▶ **ASSIGNED TASK**: Tally every line of the entries that contains the string "EnvFromSource", then reply with only that number.

Source records
──────────────────────────────

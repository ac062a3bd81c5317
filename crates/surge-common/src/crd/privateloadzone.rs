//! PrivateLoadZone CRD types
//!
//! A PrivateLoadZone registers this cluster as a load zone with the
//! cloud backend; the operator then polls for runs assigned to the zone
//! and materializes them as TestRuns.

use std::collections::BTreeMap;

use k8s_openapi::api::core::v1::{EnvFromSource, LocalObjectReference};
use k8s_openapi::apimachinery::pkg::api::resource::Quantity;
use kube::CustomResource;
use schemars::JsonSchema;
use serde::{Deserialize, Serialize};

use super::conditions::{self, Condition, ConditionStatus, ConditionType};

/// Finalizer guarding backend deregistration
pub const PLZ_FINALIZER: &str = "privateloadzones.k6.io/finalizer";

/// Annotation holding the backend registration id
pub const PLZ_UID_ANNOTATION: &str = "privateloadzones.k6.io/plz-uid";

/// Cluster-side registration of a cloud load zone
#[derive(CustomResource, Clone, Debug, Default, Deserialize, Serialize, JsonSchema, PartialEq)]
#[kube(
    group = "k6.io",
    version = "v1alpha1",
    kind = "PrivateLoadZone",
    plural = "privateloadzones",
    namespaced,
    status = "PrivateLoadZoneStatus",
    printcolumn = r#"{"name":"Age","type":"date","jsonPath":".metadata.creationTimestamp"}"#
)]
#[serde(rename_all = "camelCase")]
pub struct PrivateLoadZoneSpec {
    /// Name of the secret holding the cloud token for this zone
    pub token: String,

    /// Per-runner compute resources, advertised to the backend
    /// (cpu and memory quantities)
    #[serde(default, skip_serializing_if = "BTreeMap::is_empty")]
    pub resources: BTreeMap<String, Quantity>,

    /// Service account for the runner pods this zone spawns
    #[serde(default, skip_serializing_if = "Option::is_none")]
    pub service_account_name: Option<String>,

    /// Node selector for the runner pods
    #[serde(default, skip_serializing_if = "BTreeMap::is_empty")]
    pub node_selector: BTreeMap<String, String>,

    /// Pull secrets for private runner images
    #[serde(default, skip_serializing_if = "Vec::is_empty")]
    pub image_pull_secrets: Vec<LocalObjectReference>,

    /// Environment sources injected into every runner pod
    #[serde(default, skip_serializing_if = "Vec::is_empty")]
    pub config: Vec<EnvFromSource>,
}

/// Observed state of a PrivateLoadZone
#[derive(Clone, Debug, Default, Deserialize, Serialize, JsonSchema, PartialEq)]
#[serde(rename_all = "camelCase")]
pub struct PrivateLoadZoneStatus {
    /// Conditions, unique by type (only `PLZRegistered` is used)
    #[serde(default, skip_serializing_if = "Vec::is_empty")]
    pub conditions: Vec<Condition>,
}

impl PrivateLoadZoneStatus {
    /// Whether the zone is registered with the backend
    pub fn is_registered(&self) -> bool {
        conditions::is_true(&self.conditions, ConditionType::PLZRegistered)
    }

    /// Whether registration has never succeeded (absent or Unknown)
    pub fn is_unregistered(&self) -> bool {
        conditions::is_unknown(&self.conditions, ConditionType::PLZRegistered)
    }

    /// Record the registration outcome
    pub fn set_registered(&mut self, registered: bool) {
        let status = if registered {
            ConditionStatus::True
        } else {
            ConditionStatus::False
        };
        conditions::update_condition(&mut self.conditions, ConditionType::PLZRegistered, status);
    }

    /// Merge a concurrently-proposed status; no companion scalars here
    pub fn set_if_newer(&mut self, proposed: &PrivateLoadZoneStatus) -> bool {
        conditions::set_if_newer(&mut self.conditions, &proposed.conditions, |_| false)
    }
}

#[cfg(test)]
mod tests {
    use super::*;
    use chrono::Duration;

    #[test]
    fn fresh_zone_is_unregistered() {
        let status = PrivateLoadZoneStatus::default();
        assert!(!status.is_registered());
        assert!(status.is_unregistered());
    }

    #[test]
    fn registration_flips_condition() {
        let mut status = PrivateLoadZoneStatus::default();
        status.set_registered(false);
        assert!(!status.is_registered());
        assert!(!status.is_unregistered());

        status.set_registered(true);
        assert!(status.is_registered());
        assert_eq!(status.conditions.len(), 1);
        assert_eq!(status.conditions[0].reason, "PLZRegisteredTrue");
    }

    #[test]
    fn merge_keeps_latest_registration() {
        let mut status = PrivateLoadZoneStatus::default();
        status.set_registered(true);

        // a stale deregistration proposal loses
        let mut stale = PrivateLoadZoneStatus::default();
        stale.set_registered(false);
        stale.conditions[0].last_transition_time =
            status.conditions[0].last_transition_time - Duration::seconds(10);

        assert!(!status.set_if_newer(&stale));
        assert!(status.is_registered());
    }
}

──────────────────────────────

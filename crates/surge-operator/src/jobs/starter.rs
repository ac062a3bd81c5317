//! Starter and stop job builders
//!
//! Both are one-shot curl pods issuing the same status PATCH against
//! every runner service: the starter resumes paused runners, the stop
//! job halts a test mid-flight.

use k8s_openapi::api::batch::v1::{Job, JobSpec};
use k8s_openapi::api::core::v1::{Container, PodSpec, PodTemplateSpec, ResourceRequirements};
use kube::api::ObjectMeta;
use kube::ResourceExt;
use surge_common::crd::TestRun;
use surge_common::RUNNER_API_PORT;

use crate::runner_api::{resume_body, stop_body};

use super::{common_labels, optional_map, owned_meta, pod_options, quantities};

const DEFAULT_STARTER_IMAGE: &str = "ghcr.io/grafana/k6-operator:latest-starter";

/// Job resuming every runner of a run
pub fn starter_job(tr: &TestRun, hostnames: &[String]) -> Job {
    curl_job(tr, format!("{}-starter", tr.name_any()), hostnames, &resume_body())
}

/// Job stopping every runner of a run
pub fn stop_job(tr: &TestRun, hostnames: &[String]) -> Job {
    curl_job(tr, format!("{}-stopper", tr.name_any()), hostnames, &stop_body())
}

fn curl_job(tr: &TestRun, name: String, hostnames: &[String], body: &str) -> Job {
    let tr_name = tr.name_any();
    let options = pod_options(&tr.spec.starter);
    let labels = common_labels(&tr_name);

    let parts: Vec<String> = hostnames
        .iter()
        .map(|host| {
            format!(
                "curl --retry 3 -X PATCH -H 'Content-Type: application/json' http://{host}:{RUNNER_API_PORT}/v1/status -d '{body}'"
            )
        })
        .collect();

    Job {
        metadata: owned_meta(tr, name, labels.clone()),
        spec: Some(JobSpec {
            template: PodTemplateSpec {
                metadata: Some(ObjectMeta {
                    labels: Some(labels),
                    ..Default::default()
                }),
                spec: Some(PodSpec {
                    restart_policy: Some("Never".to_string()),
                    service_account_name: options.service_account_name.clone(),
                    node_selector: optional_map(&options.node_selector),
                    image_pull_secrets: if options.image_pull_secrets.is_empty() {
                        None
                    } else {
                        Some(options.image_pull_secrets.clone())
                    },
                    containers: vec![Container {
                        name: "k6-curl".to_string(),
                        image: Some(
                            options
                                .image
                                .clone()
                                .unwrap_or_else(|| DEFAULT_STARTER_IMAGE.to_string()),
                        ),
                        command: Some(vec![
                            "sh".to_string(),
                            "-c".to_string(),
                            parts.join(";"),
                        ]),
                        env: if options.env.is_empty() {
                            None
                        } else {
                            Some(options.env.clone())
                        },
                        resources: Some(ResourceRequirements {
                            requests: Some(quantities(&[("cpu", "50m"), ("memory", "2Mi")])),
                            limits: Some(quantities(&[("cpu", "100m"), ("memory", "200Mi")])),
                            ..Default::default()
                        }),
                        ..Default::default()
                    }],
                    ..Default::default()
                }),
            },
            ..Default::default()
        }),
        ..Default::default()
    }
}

──────────────────────────────

▶ **REPLY TO THE EXERCISE**: 2